***** EXTRACTED ENTRIES *****

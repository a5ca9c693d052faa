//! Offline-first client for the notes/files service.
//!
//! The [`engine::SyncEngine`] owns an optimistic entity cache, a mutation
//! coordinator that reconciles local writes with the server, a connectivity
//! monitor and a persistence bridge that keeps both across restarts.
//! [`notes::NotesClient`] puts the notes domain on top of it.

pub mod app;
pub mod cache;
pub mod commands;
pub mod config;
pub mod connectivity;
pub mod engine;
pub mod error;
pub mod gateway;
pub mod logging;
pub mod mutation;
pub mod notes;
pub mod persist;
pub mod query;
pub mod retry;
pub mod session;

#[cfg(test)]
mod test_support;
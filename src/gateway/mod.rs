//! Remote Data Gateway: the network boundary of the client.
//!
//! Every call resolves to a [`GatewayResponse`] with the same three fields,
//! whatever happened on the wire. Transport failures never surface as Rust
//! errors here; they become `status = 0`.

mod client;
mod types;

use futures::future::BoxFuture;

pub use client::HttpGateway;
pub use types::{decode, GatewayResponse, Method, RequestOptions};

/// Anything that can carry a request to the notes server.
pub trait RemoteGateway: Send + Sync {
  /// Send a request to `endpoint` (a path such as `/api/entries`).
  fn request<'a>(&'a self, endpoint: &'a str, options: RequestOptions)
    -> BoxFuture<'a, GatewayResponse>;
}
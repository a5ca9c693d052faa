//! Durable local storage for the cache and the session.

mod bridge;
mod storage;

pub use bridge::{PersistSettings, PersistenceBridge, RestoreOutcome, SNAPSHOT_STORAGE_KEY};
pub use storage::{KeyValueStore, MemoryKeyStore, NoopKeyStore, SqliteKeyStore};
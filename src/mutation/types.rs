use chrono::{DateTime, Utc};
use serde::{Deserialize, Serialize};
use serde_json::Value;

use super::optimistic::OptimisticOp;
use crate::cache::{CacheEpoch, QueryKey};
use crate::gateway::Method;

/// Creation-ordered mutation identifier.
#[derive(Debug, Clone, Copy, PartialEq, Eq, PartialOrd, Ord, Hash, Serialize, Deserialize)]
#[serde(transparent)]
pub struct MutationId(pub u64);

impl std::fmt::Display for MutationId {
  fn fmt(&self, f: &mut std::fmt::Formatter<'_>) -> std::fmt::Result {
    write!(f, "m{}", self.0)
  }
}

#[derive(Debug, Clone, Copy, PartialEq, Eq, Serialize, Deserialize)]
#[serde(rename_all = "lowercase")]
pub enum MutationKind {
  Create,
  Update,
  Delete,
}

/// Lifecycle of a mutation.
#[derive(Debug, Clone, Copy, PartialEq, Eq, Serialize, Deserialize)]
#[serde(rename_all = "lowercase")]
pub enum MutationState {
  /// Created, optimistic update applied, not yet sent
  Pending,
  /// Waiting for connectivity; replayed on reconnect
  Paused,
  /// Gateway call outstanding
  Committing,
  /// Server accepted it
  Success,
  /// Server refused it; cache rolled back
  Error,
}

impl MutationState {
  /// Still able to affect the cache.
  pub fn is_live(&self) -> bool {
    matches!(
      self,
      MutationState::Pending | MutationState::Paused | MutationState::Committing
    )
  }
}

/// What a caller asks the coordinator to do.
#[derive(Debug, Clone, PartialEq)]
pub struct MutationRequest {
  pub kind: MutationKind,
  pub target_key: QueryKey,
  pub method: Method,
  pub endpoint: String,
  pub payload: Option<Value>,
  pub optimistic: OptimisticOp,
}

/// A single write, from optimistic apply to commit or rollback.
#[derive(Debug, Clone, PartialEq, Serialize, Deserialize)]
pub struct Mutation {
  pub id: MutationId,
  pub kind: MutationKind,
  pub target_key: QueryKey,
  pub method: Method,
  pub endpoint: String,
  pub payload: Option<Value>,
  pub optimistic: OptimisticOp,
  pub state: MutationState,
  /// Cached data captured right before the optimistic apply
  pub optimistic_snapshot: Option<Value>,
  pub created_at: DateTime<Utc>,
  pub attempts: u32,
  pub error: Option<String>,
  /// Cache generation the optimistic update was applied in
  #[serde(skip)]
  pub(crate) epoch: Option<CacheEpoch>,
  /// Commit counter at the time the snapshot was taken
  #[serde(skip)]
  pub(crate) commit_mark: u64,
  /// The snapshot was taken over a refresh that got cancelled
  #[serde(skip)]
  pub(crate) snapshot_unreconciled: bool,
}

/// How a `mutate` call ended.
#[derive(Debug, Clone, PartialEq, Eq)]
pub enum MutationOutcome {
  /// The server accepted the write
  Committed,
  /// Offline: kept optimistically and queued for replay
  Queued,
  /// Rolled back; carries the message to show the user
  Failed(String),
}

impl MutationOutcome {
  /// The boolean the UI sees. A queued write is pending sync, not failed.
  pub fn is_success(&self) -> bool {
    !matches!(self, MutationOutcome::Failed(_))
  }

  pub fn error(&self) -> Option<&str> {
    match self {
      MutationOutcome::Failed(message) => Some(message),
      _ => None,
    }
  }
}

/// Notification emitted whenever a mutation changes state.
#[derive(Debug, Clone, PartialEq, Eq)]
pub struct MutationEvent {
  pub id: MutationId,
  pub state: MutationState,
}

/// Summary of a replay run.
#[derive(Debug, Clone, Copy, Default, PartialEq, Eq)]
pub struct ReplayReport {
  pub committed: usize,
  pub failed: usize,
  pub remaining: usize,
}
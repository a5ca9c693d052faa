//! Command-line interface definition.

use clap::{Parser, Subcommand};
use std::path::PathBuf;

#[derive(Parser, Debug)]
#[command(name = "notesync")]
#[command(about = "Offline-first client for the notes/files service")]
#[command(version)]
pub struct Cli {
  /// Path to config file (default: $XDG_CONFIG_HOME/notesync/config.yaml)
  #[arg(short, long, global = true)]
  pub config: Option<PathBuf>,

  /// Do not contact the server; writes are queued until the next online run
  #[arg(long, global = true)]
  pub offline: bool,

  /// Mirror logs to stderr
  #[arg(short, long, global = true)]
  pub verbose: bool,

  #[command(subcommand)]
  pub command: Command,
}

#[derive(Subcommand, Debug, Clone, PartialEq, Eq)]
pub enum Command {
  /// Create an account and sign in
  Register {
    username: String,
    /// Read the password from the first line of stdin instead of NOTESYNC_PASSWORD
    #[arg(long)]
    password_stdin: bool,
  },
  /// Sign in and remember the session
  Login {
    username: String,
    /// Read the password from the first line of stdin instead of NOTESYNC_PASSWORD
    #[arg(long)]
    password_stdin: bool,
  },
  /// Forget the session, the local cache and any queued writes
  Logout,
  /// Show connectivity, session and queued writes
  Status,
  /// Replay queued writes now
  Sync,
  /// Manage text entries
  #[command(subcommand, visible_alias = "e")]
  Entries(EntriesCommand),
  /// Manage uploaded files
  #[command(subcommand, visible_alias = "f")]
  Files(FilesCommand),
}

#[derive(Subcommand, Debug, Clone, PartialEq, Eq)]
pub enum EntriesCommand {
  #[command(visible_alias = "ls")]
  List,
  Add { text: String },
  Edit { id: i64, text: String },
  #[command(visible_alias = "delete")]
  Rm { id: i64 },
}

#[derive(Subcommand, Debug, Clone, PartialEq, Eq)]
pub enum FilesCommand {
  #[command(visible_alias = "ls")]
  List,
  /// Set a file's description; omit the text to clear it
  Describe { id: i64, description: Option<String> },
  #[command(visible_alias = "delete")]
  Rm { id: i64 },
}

*****

Exactly reproduce all of the entries.

repository a5ca9c693d052faa
//! Offline-first client for the notes/files service.
//!
//! The [`engine::SyncEngine`] owns an optimistic entity cache, a mutation
//! coordinator that reconciles local writes with the server, a connectivity
//! monitor and a persistence bridge that keeps both across restarts.
//! [`notes::NotesClient`] puts the notes domain on top of it.

pub mod app;
pub mod cache;
pub mod commands;
pub mod config;
pub mod connectivity;
pub mod engine;
pub mod error;
pub mod gateway;
pub mod logging;
pub mod mutation;
pub mod notes;
pub mod persist;
pub mod query;
pub mod retry;
pub mod session;

#[cfg(test)]
mod test_support;
filename src/gateway/mod.rs
//! Remote Data Gateway: the network boundary of the client.
//!
//! Every call resolves to a [`GatewayResponse`] with the same three fields,
//! whatever happened on the wire. Transport failures never surface as Rust
//! errors here; they become `status = 0`.

mod client;
mod types;

use futures::future::BoxFuture;

pub use client::HttpGateway;
pub use types::{decode, GatewayResponse, Method, RequestOptions};

/// Anything that can carry a request to the notes server.
pub trait RemoteGateway: Send + Sync {
  /// Send a request to `endpoint` (a path such as `/api/entries`).
  fn request<'a>(&'a self, endpoint: &'a str, options: RequestOptions)
    -> BoxFuture<'a, GatewayResponse>;
}
repository a5ca9c693d052faa
//! Durable local storage for the cache and the session.

mod bridge;
mod storage;

pub use bridge::{PersistSettings, PersistenceBridge, RestoreOutcome, SNAPSHOT_STORAGE_KEY};
pub use storage::{KeyValueStore, MemoryKeyStore, NoopKeyStore, SqliteKeyStore};
filename src/mutation/types.rs
use chrono::{DateTime, Utc};
use serde::{Deserialize, Serialize};
use serde_json::Value;

use super::optimistic::OptimisticOp;
use crate::cache::{CacheEpoch, QueryKey};
use crate::gateway::Method;

/// Creation-ordered mutation identifier.
#[derive(Debug, Clone, Copy, PartialEq, Eq, PartialOrd, Ord, Hash, Serialize, Deserialize)]
#[serde(transparent)]
pub struct MutationId(pub u64);

impl std::fmt::Display for MutationId {
  fn fmt(&self, f: &mut std::fmt::Formatter<'_>) -> std::fmt::Result {
    write!(f, "m{}", self.0)
  }
}

#[derive(Debug, Clone, Copy, PartialEq, Eq, Serialize, Deserialize)]
#[serde(rename_all = "lowercase")]
pub enum MutationKind {
  Create,
  Update,
  Delete,
}

/// Lifecycle of a mutation.
#[derive(Debug, Clone, Copy, PartialEq, Eq, Serialize, Deserialize)]
#[serde(rename_all = "lowercase")]
pub enum MutationState {
  /// Created, optimistic update applied, not yet sent
  Pending,
  /// Waiting for connectivity; replayed on reconnect
  Paused,
  /// Gateway call outstanding
  Committing,
  /// Server accepted it
  Success,
  /// Server refused it; cache rolled back
  Error,
}

impl MutationState {
  /// Still able to affect the cache.
  pub fn is_live(&self) -> bool {
    matches!(
      self,
      MutationState::Pending | MutationState::Paused | MutationState::Committing
    )
  }
}

/// What a caller asks the coordinator to do.
#[derive(Debug, Clone, PartialEq)]
pub struct MutationRequest {
  pub kind: MutationKind,
  pub target_key: QueryKey,
  pub method: Method,
  pub endpoint: String,
  pub payload: Option<Value>,
  pub optimistic: OptimisticOp,
}

/// A single write, from optimistic apply to commit or rollback.
#[derive(Debug, Clone, PartialEq, Serialize, Deserialize)]
pub struct Mutation {
  pub id: MutationId,
  pub kind: MutationKind,
  pub target_key: QueryKey,
  pub method: Method,
  pub endpoint: String,
  pub payload: Option<Value>,
  pub optimistic: OptimisticOp,
  pub state: MutationState,
  /// Cached data captured right before the optimistic apply
  pub optimistic_snapshot: Option<Value>,
  pub created_at: DateTime<Utc>,
  pub attempts: u32,
  pub error: Option<String>,
  /// Cache generation the optimistic update was applied in
  #[serde(skip)]
  pub(crate) epoch: Option<CacheEpoch>,
  /// Commit counter at the time the snapshot was taken
  #[serde(skip)]
  pub(crate) commit_mark: u64,
  /// The snapshot was taken over a refresh that got cancelled
  #[serde(skip)]
  pub(crate) snapshot_unreconciled: bool,
}

/// How a `mutate` call ended.
#[derive(Debug, Clone, PartialEq, Eq)]
pub enum MutationOutcome {
  /// The server accepted the write
  Committed,
  /// Offline: kept optimistically and queued for replay
  Queued,
  /// Rolled back; carries the message to show the user
  Failed(String),
}

impl MutationOutcome {
  /// The boolean the UI sees. A queued write is pending sync, not failed.
  pub fn is_success(&self) -> bool {
    !matches!(self, MutationOutcome::Failed(_))
  }

  pub fn error(&self) -> Option<&str> {
    match self {
      MutationOutcome::Failed(message) => Some(message),
      _ => None,
    }
  }
}

/// Notification emitted whenever a mutation changes state.
#[derive(Debug, Clone, PartialEq, Eq)]
pub struct MutationEvent {
  pub id: MutationId,
  pub state: MutationState,
}

/// Summary of a replay run.
#[derive(Debug, Clone, Copy, Default, PartialEq, Eq)]
pub struct ReplayReport {
  pub committed: usize,
  pub failed: usize,
  pub remaining: usize,
}
repository a5ca9c693d052faa
//! Command-line interface definition.

use clap::{Parser, Subcommand};
use std::path::PathBuf;

#[derive(Parser, Debug)]
#[command(name = "notesync")]
#[command(about = "Offline-first client for the notes/files service")]
#[command(version)]
pub struct Cli {
  /// Path to config file (default: $XDG_CONFIG_HOME/notesync/config.yaml)
  #[arg(short, long, global = true)]
  pub config: Option<PathBuf>,

  /// Do not contact the server; writes are queued until the next online run
  #[arg(long, global = true)]
  pub offline: bool,

  /// Mirror logs to stderr
  #[arg(short, long, global = true)]
  pub verbose: bool,

  #[command(subcommand)]
  pub command: Command,
}

#[derive(Subcommand, Debug, Clone, PartialEq, Eq)]
pub enum Command {
  /// Create an account and sign in
  Register {
    username: String,
    /// Read the password from the first line of stdin instead of NOTESYNC_PASSWORD
    #[arg(long)]
    password_stdin: bool,
  },
  /// Sign in and remember the session
  Login {
    username: String,
    /// Read the password from the first line of stdin instead of NOTESYNC_PASSWORD
    #[arg(long)]
    password_stdin: bool,
  },
  /// Forget the session, the local cache and any queued writes
  Logout,
  /// Show connectivity, session and queued writes
  Status,
  /// Replay queued writes now
  Sync,
  /// Manage text entries
  #[command(subcommand, visible_alias = "e")]
  Entries(EntriesCommand),
  /// Manage uploaded files
  #[command(subcommand, visible_alias = "f")]
  Files(FilesCommand),
}

#[derive(Subcommand, Debug, Clone, PartialEq, Eq)]
pub enum EntriesCommand {
  #[command(visible_alias = "ls")]
  List,
  Add { text: String },
  Edit { id: i64, text: String },
  #[command(visible_alias = "delete")]
  Rm { id: i64 },
}

#[derive(Subcommand, Debug, Clone, PartialEq, Eq)]
pub enum FilesCommand {
  #[command(visible_alias = "ls")]
  List,
  /// Set a file's description; omit the text to clear it
  Describe { id: i64, description: Option<String> },
  #[command(visible_alias = "delete")]
  Rm { id: i64 },
}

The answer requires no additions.